**PROVIDED INFORMATION**
//! Declarative schema documents.
//!
//! A [`SchemaDocument`] describes a command tree and the parser settings in
//! YAML or JSON, for tools that cannot use the builder API. Callback options
//! have no document form.
//!
//! # Example YAML
//!
//! ```yaml
//! name: deploy
//! description: Deploy a service
//! parser:
//!   convention: posix
//! options:
//!   - short: v
//!     long: verbose
//!     type: bool
//!     collection: sequence
//!     description: Show verbose output
//!   - long: region
//!     default: [eu-west-1]
//!     env: [DEPLOY_REGION]
//! groups:
//!   - heading: Network
//!     namespace: net
//!     options:
//!       - long: port
//!         type: integer
//! positional:
//!   - name: service
//!     required: true
//! commands:
//!   - name: rollback
//!     aliases: [rb]
//!     description: Roll back the last deploy
//! ```

use std::io::{BufReader, BufWriter};
use std::path::Path;

use serde::{Deserialize, Serialize};
use thiserror::Error;

use crate::command::{Command, DEFAULT_HEADING, Multiplicity, Positional};
use crate::group::Group;
use crate::option::{OptionSpec, ScalarType, ValueKind};
use crate::parser::{OptionParser, ParserConfig};
use crate::validate::SchemaError;

/// Errors raised while loading a schema document.
#[derive(Debug, Error)]
pub enum DocumentError {
    #[error("I/O error: {0}")]
    Io(#[from] std::io::Error),
    #[error("JSON error: {0}")]
    Json(#[from] serde_json::Error),
    #[error("YAML error: {0}")]
    Yaml(#[from] serde_yaml::Error),
    #[error("invalid schema: {0}")]
    Schema(#[from] SchemaError),
}

pub type Result<T> = std::result::Result<T, DocumentError>;

/// Parser settings section of a document.
pub type ParserDocument = ParserConfig;

/// How repeated occurrences of an option are stored.
#[derive(Debug, Clone, Copy, PartialEq, Eq, Default, Serialize, Deserialize)]
#[serde(rename_all = "lowercase")]
pub enum Collection {
    #[default]
    Scalar,
    Sequence,
    Mapping,
}

#[derive(Debug, Clone, Default, PartialEq, Serialize, Deserialize)]
#[serde(default)]
pub struct OptionDocument {
    pub short: Option<char>,
    pub long: Option<String>,
    #[serde(rename = "type")]
    pub value_type: ScalarType,
    pub collection: Collection,
    pub description: Option<String>,
    pub value_name: Option<String>,
    pub required: bool,
    pub hidden: bool,
    pub default: Vec<String>,
    pub env: Vec<String>,
    pub env_delimiter: Option<String>,
    pub choices: Vec<String>,
    pub optional_value: Option<String>,
}

impl OptionDocument {
    pub fn into_option(self) -> OptionSpec {
        let kind = match self.collection {
            Collection::Scalar => ValueKind::Scalar(self.value_type),
            Collection::Sequence => ValueKind::Sequence(self.value_type),
            Collection::Mapping => ValueKind::Mapping(self.value_type),
        };
        let mut option = OptionSpec::flag(self.short, self.long.as_deref());
        option.kind = kind;
        option.description = self.description;
        option.value_name = self.value_name;
        option.required = self.required;
        option.hidden = self.hidden;
        option.defaults = self.default;
        option.env = self.env;
        option.env_delimiter = self.env_delimiter;
        option.choices = self.choices;
        option.optional_value = self.optional_value;
        option
    }
}

#[derive(Debug, Clone, Default, PartialEq, Serialize, Deserialize)]
#[serde(default)]
pub struct GroupDocument {
    pub heading: String,
    pub namespace: Option<String>,
    pub hidden: bool,
    pub options: Vec<OptionDocument>,
    pub groups: Vec<GroupDocument>,
}

impl GroupDocument {
    pub fn into_group(self) -> Group {
        Group {
            heading: self.heading,
            namespace: self.namespace,
            hidden: self.hidden,
            options: self.options.into_iter().map(OptionDocument::into_option).collect(),
            groups: self.groups.into_iter().map(GroupDocument::into_group).collect(),
        }
    }
}

#[derive(Debug, Clone, Default, PartialEq, Serialize, Deserialize)]
#[serde(default)]
pub struct PositionalDocument {
    pub name: String,
    pub description: Option<String>,
    #[serde(rename = "type")]
    pub value_type: ScalarType,
    pub multiplicity: Multiplicity,
    pub required: bool,
}

impl PositionalDocument {
    pub fn into_positional(self) -> Positional {
        let mut slot = match self.multiplicity {
            Multiplicity::One => Positional::new(&self.name),
            Multiplicity::Rest => Positional::rest(&self.name),
        };
        slot.description = self.description;
        slot.value_type = self.value_type;
        slot.required = self.required;
        slot
    }
}

#[derive(Debug, Clone, Default, PartialEq, Serialize, Deserialize)]
#[serde(default)]
pub struct CommandDocument {
    pub name: String,
    pub aliases: Vec<String>,
    /// One-line description.
    pub description: Option<String>,
    pub long_description: Option<String>,
    pub usage: Option<String>,
    pub hidden: bool,
    pub required_subcommand: bool,
    /// Heading of the command's own options; `Application Options` if unset.
    pub heading: Option<String>,
    pub options: Vec<OptionDocument>,
    pub groups: Vec<GroupDocument>,
    pub positional: Vec<PositionalDocument>,
    pub commands: Vec<CommandDocument>,
}

impl CommandDocument {
    pub fn into_command(self) -> Command {
        let mut command = Command::new(&self.name);
        command.aliases = self.aliases;
        command.short_description = self.description;
        command.long_description = self.long_description;
        command.usage = self.usage;
        command.hidden = self.hidden;
        command.required_subcommand = self.required_subcommand;
        command.group.heading = self.heading.unwrap_or_else(|| DEFAULT_HEADING.to_string());
        command.group.options = self.options.into_iter().map(OptionDocument::into_option).collect();
        command.group.groups = self.groups.into_iter().map(GroupDocument::into_group).collect();
        command.positional = self
            .positional
            .into_iter()
            .map(PositionalDocument::into_positional)
            .collect();
        command.subcommands = self
            .commands
            .into_iter()
            .map(CommandDocument::into_command)
            .collect();
        command
    }
}

/// A root command plus parser settings.
#[derive(Debug, Clone, Default, PartialEq, Serialize, Deserialize)]
pub struct SchemaDocument {
    #[serde(default)]
    pub parser: ParserDocument,
    #[serde(flatten)]
    pub command: CommandDocument,
}

impl SchemaDocument {
    /// Loads a document, as JSON for `.json` files and as YAML otherwise.
    pub fn load(path: impl AsRef<Path>) -> Result<Self> {
        let path = path.as_ref();
        let file = std::fs::File::open(path)?;
        let reader = BufReader::new(file);
        let doc = if is_json(path) {
            serde_json::from_reader(reader)?
        } else {
            serde_yaml::from_reader(reader)?
        };
        Ok(doc)
    }

    /// Saves the document in the format implied by the file extension.
    pub fn save(&self, path: impl AsRef<Path>) -> Result<()> {
        let path = path.as_ref();
        let file = std::fs::File::create(path)?;
        let writer = BufWriter::new(file);
        if is_json(path) {
            serde_json::to_writer_pretty(writer, self)?;
        } else {
            serde_yaml::to_writer(writer, self)?;
        }
        Ok(())
    }

    pub fn from_yaml_str(s: &str) -> Result<Self> {
        Ok(serde_yaml::from_str(s)?)
    }

    pub fn from_json_str(s: &str) -> Result<Self> {
        Ok(serde_json::from_str(s)?)
    }

    /// Splits the document into its command tree and parser settings.
    pub fn into_parts(self) -> (Command, ParserConfig) {
        (self.command.into_command(), self.parser)
    }

    /// Builds a validated parser from the document.
    pub fn into_parser(self) -> Result<OptionParser> {
        let (root, config) = self.into_parts();
        Ok(OptionParser::with_config(root, config)?)
    }
}

fn is_json(path: &Path) -> bool {
    path.extension()
        .and_then(|ext| ext.to_str())
        .is_some_and(|ext| ext.eq_ignore_ascii_case("json"))
}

**THE TASK**
Output each line exactly, from the first line of the data down to the line that contains "pub enum DocumentError", both included.

**RESULT BELOW**
//! Declarative schema documents.
//!
//! A [`SchemaDocument`] describes a command tree and the parser settings in
//! YAML or JSON, for tools that cannot use the builder API. Callback options
//! have no document form.
//!
//! # Example YAML
//!
//! ```yaml
//! name: deploy
//! description: Deploy a service
//! parser:
//!   convention: posix
//! options:
//!   - short: v
//!     long: verbose
//!     type: bool
//!     collection: sequence
//!     description: Show verbose output
//!   - long: region
//!     default: [eu-west-1]
//!     env: [DEPLOY_REGION]
//! groups:
//!   - heading: Network
//!     namespace: net
//!     options:
//!       - long: port
//!         type: integer
//! positional:
//!   - name: service
//!     required: true
//! commands:
//!   - name: rollback
//!     aliases: [rb]
//!     description: Roll back the last deploy
//! ```

use std::io::{BufReader, BufWriter};
use std::path::Path;

use serde::{Deserialize, Serialize};
use thiserror::Error;

use crate::command::{Command, DEFAULT_HEADING, Multiplicity, Positional};
use crate::group::Group;
use crate::option::{OptionSpec, ScalarType, ValueKind};
use crate::parser::{OptionParser, ParserConfig};
use crate::validate::SchemaError;

/// Errors raised while loading a schema document.
#[derive(Debug, Error)]
pub enum DocumentError {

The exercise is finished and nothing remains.